EXERCISE DESCRIPTION> Among these records, which lines include "super"? Copy them out.

Dataset entries
**********
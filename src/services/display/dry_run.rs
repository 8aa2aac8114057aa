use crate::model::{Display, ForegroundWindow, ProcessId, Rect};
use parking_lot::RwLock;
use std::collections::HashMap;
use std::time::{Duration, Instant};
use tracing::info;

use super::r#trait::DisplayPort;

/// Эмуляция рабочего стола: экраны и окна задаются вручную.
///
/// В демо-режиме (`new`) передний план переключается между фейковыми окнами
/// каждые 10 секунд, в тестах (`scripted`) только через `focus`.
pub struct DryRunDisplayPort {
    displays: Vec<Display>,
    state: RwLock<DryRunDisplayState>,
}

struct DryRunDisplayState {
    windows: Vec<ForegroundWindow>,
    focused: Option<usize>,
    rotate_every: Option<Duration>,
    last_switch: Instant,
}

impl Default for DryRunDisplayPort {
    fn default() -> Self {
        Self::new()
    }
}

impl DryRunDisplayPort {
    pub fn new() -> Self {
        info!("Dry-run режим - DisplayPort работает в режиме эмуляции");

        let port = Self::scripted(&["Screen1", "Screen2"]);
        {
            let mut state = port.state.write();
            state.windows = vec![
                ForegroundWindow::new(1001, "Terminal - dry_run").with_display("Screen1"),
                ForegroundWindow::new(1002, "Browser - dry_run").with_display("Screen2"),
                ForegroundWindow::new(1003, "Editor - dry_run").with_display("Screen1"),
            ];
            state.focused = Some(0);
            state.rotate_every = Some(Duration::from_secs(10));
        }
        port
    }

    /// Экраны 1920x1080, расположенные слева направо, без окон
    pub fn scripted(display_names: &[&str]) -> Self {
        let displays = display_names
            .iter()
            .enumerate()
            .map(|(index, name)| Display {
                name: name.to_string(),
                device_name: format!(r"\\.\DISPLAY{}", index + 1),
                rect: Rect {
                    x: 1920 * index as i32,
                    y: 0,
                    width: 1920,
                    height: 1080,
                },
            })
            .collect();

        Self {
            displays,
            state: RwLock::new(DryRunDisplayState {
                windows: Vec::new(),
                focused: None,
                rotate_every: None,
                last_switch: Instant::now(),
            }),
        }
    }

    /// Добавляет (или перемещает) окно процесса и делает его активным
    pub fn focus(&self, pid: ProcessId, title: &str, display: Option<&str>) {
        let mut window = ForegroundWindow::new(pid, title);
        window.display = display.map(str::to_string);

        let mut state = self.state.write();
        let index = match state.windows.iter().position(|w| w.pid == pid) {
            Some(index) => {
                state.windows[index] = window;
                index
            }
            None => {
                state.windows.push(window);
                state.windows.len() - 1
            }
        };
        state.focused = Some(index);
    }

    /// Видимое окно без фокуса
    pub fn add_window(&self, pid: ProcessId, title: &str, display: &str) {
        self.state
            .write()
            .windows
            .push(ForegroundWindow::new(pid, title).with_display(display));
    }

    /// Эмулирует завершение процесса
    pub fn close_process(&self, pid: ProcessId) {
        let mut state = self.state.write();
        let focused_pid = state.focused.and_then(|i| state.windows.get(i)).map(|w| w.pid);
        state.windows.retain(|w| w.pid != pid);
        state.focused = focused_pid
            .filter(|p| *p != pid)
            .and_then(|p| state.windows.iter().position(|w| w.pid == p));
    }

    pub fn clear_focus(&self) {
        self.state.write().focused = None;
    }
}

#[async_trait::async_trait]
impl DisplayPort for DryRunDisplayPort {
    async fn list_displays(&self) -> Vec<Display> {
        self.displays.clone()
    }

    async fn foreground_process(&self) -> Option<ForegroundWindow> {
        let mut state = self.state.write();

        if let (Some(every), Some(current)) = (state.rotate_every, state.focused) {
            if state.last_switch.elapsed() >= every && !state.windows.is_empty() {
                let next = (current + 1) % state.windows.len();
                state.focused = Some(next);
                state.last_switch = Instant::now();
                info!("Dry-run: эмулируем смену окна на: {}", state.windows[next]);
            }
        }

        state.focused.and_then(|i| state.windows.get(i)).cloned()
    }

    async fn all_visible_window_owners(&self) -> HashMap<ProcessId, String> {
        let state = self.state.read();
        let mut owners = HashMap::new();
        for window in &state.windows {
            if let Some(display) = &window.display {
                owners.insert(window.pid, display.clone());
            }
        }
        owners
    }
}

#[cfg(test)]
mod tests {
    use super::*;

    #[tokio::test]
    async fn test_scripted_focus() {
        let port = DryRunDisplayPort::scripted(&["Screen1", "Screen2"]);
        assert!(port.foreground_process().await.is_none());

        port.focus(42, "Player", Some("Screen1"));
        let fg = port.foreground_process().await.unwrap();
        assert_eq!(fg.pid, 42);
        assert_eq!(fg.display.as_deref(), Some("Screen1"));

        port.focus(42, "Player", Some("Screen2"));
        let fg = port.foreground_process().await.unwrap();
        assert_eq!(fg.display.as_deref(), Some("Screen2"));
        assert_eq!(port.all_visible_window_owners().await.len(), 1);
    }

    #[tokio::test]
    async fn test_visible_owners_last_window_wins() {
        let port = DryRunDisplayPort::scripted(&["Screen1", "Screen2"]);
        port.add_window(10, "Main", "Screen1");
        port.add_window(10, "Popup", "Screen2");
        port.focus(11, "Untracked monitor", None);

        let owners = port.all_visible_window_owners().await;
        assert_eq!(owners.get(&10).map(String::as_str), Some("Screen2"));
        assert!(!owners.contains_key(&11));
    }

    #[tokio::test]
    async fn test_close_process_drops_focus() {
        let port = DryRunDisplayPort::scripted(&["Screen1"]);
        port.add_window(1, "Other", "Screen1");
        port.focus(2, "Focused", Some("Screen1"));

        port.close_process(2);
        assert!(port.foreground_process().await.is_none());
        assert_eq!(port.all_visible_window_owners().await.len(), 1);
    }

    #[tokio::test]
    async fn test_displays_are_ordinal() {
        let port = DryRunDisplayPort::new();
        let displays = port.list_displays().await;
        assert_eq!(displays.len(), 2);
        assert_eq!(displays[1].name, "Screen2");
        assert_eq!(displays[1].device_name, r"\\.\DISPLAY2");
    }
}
**********
RESPONSE>
use super::r#trait::DisplayPort;
    use super::*;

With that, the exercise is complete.